Index investing or “Indexing” is a passive investment strategy (also commonly known as “buy and hold”), where an investment is made in a security like an ETF that tracks a stock index such as the S&P/TSX Composite. On the other hand, an active investment strategy aims to provide investors with superior risk-adjusted returns above their benchmark index by actively researching, buying and selling individual securities.

Indexing was first made available to U.S. investors in 1976, and since then has seen incredible growth. These days, portfolio managers highlight several advantages Indexing has over active management, helping explain the strategy’s appeal.

Lower Costs

A passive index strategy trades stocks less frequently and is not required to employ the various professional’s necessary to generate stock-picking ideas.  Less trading and fewer salaries leads to lower fund expenses.

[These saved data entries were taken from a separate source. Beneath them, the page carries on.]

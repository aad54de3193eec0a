use actix_web::{web, HttpResponse, Responder};
use std::sync::Arc;
use serde::{Serialize, Deserialize};

use crate::app::controller::analysis_controller::{AnalysisController, AnalysisParameters};
use crate::app::services::service::InvalidRequest;

#[derive(Deserialize, Serialize, Default)]
pub struct AnalysisReportRequest {
  company: Option<String>,
  industry: Option<String>,
  timeframe: Option<String>,
  risk_profile: Option<String>,
  investment_horizon: Option<String>,
  language: Option<String>,
}

impl From<AnalysisReportRequest> for AnalysisParameters {
  fn from(request: AnalysisReportRequest) -> Self {
    AnalysisParameters {
      company: request.company,
      industry: request.industry,
      timeframe: request.timeframe,
      risk_profile: request.risk_profile,
      investment_horizon: request.investment_horizon,
      language: request.language,
    }
  }
}

#[derive(Deserialize, Serialize)]
pub struct EvaluateRequest {
  text: String,
  language: Option<String>,
}

#[derive(Deserialize, Serialize)]
pub struct MockDataQuery {
  company: Option<String>,
}

pub struct Routes;

impl Routes {

  pub fn configure(cfg: &mut web::ServiceConfig) {
    cfg.service(web::resource("/").route(web::get().to(Self::health)));
    cfg.service(web::resource("/analysis/languages").route(web::get().to(Self::get_languages)));
    cfg.service(web::resource("/analysis/options").route(web::get().to(Self::get_options)));
    cfg.service(web::resource("/analysis/models").route(web::get().to(Self::get_models)));
    cfg.service(web::resource("/analysis/report").route(web::post().to(Self::generate_report)));
    cfg.service(web::resource("/analysis/evaluate").route(web::post().to(Self::evaluate)));
    cfg.service(web::resource("/analysis/mock-data").route(web::get().to(Self::mock_data)));
    cfg.service(web::resource("/analysis/news").route(web::get().to(Self::news)));
  }

  async fn health() -> impl Responder {
    HttpResponse::Ok().json(serde_json::json!({
      "status": "ok",
      "Info": "Welcome to Rust AI Financial Analysis.",
      "code": 200,
    }))
  }

  async fn get_languages(controller: web::Data<Arc<AnalysisController>>) -> impl Responder {
    HttpResponse::Ok().json(controller.get_languages())
  }

  async fn get_options(controller: web::Data<Arc<AnalysisController>>) -> impl Responder {
    HttpResponse::Ok().json(controller.get_options())
  }

  async fn get_models(controller: web::Data<Arc<AnalysisController>>) -> impl Responder {
    HttpResponse::Ok().json(controller.get_available_models())
  }

  async fn evaluate(controller: web::Data<Arc<AnalysisController>>, request: web::Json<EvaluateRequest>) -> impl Responder {
    HttpResponse::Ok().json(controller.evaluate(&request.text, request.language.as_deref()))
  }

  async fn mock_data(controller: web::Data<Arc<AnalysisController>>, query: web::Query<MockDataQuery>) -> impl Responder {
    HttpResponse::Ok().json(controller.get_mock_data(query.company.as_deref()))
  }

  async fn news(controller: web::Data<Arc<AnalysisController>>, query: web::Query<AnalysisReportRequest>) -> impl Responder {
    let articles = controller.get_news(query.into_inner().into()).await;
    HttpResponse::Ok().json(articles)
  }

  async fn generate_report(controller: web::Data<Arc<AnalysisController>>, request: web::Json<AnalysisReportRequest>) -> impl Responder {
    let result = controller.generate_reports(request.into_inner().into()).await;

    match result {
      Ok(bundle) => HttpResponse::Ok().json(bundle),
      Err(e) if e.downcast_ref::<InvalidRequest>().is_some() => HttpResponse::BadRequest().json(serde_json::json!({
          "error": e.to_string(),
      })),
      Err(e) => HttpResponse::InternalServerError().json(serde_json::json!({
          "error": e.to_string(),
      }))
    }
  }
}

#[cfg(test)]
mod tests {
  use super::*;
  use actix_web::{test, App};
  use crate::app::config::Config;
  use crate::app::factory::AppState;
  use crate::app::services::report_service::tests::{ScriptedChatter, EVALUATION_TEXT};

  fn test_app_state(chatter: Arc<ScriptedChatter>) -> AppState {
    AppState::with_chatter(&Config::for_tests(), chatter)
  }

  #[actix_web::test]
  async fn test_health() {
    let state = test_app_state(Arc::new(ScriptedChatter::new(vec![])));
    let app = test::init_service(App::new().app_data(web::Data::new(state.analysis_controller.clone())).configure(Routes::configure)).await;

    let response: serde_json::Value = test::call_and_read_body_json(&app, test::TestRequest::get().uri("/").to_request()).await;
    assert_eq!(response["status"], "ok");
  }

  #[actix_web::test]
  async fn test_evaluate_endpoint() {
    let state = test_app_state(Arc::new(ScriptedChatter::new(vec![])));
    let app = test::init_service(App::new().app_data(web::Data::new(state.analysis_controller.clone())).configure(Routes::configure)).await;

    let request = test::TestRequest::post()
      .uri("/analysis/evaluate")
      .set_json(serde_json::json!({"text": "1. **सटीकता स्कोर** (1-10): 8", "language": "Hindi"}))
      .to_request();
    let response: serde_json::Value = test::call_and_read_body_json(&app, request).await;

    assert_eq!(response["scores"]["सटीकता स्कोर"], 8);
    assert_eq!(response["improvements"], serde_json::json!([]));
  }

  #[actix_web::test]
  async fn test_evaluate_rejects_missing_text() {
    let state = test_app_state(Arc::new(ScriptedChatter::new(vec![])));
    let app = test::init_service(App::new().app_data(web::Data::new(state.analysis_controller.clone())).configure(Routes::configure)).await;

    let request = test::TestRequest::post()
      .uri("/analysis/evaluate")
      .set_json(serde_json::json!({"language": "English"}))
      .to_request();
    let response = test::call_service(&app, request).await;

    assert_eq!(response.status(), actix_web::http::StatusCode::BAD_REQUEST);
  }

  #[actix_web::test]
  async fn test_report_endpoint_runs_all_reports() {
    let chatter = Arc::new(ScriptedChatter::new(vec![
      Ok("market"), Ok(EVALUATION_TEXT), Ok("projections"), Ok(EVALUATION_TEXT), Ok("advice"), Ok(EVALUATION_TEXT),
    ]));
    let state = test_app_state(chatter);
    let app = test::init_service(App::new().app_data(web::Data::new(state.analysis_controller.clone())).configure(Routes::configure)).await;

    let request = test::TestRequest::post()
      .uri("/analysis/report")
      .set_json(serde_json::json!({"company": "Apple", "risk_profile": "Aggressive"}))
      .to_request();
    let response: serde_json::Value = test::call_and_read_body_json(&app, request).await;

    assert_eq!(response["success"], true);
    assert_eq!(response["market_trends"]["report"], "market");
    assert_eq!(response["investment_recommendations"]["evaluation"]["scores"]["Strategic Depth Score"], 9);
    assert_eq!(response["news"], serde_json::json!([]));
  }

  #[actix_web::test]
  async fn test_report_endpoint_rejects_blank_company() {
    let chatter = Arc::new(ScriptedChatter::new(vec![]));
    let state = test_app_state(chatter.clone());
    let app = test::init_service(App::new().app_data(web::Data::new(state.analysis_controller.clone())).configure(Routes::configure)).await;

    let request = test::TestRequest::post()
      .uri("/analysis/report")
      .set_json(serde_json::json!({"company": "   "}))
      .to_request();
    let response = test::call_service(&app, request).await;
    assert_eq!(response.status(), actix_web::http::StatusCode::BAD_REQUEST);

    let body: serde_json::Value = test::read_body_json(response).await;
    assert_eq!(body["error"], "Company name must not be empty");
    assert!(chatter.prompts.lock().unwrap().is_empty());
  }

  #[actix_web::test]
  async fn test_mock_data_and_options() {
    let state = test_app_state(Arc::new(ScriptedChatter::new(vec![])));
    let app = test::init_service(App::new().app_data(web::Data::new(state.analysis_controller.clone())).configure(Routes::configure)).await;

    let mock: serde_json::Value = test::call_and_read_body_json(&app, test::TestRequest::get().uri("/analysis/mock-data?company=Tesla").to_request()).await;
    assert_eq!(mock["price_chart_title"], "Tesla Stock Price and Volume");
    assert_eq!(mock["financial_data"].as_array().map(|a| a.len()), Some(12));

    let options: serde_json::Value = test::call_and_read_body_json(&app, test::TestRequest::get().uri("/analysis/options").to_request()).await;
    assert_eq!(options.as_array().map(|a| a.len()), Some(4));

    let languages: serde_json::Value = test::call_and_read_body_json(&app, test::TestRequest::get().uri("/analysis/languages").to_request()).await;
    assert_eq!(languages[1]["code"], "hi");
  }
}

A popular way to represent the fee to operate and manage a fund is the Management Expense Ratio (MER), which appears in percentage form and is charged annually. A study released in 2015 by Morningstar Canada1 calculated the average MER for Domestic Core Equity in Commission-Based accounts to be 2.1%. Comparatively, the current MER for the S&P/TSX Composite Index ETF managed by iShares Canada is 0.08%.

Performance

Over the long-term, actively managed funds have a tough time outperforming their benchmark. The principle reasons being the higher fees they charge, portfolio manager turnover and the human emotions of investing. The following graph illustrates this point very well, showing the % of actively managed funds in four categories that under-performed their benchmarks over a 10-Year time period.

 

Diversification

The S&P/TSX Composite Index contained 250 separate companies as of October 31st, 2017. So, an investment in a security that tracks this index, will grant broad diversification into a similar number of companies.

An active manager who is trying to outperform the S&P/TSX will tend to hold significantly less securities in their portfolios so that, if they are successful in picking the “right” securities, the impact on the fund they manage is more pronounced. LINK looked at the ten largest actively managed Canadian equity funds during Q42017 and found they held an average of 85 companies2.

Buying a larger number of companies in an Equity investment such as an Index-tracking ETF does not protect you from broad-market declines. It can, however, reduce what is called “single company risk”, a risk that a specific company declines due to events affecting only that company.

Simplicity

Index funds are for the most part “what you see is what you get”. So, if you own a security that tracks the S&P/TSX Composite Index chances are you know your investment is very close to 100% invested in Canadian Equities.

On the contrary, while actively managed Canadian Equity funds invest a majority of their assets in Canadian Equities, they have the ability to invest outside of Canada as well. Many investors don’t realize that a Canadian Equity fund may have 10-20% of that fund invested elsewhere.

Indexing has become an undeniable force in the investment world. Consider: In the United States alone, USD 1.4 trillion (CAD 1.7 trillion) in net new cash flow and reinvested dividends went into domestic equity index funds and ETFs from 2006 to 2016, which is astonishing when compared with the USD 1.1 trillion (CAD 1.4 trillion) that came out of domestic equity active funds in the same period3.

Notes on risk: All investing is subject to risk. Past performance is no guarantee of future results. Diversification does not ensure a profit or protect against losses in a declining market. There is no guarantee that any given asset allocation or mix of securities will meet your investment objectives or provide you with a given level of income.

 

1.  Morningstar Canada, 2015. What Canadians Pay for Mutual Funds: Part 2: http://cawidgets.morningstar.ca/ArticleTemplate/ArticleGL.aspx?culture=en-CA&id=685965

2.  Data provided by Morningstar Canada. Fund companies report their portfolio holdings at various times, the funds being analyzed have portfolio reporting dates between June 28th, 2017 and October 31st, 2017.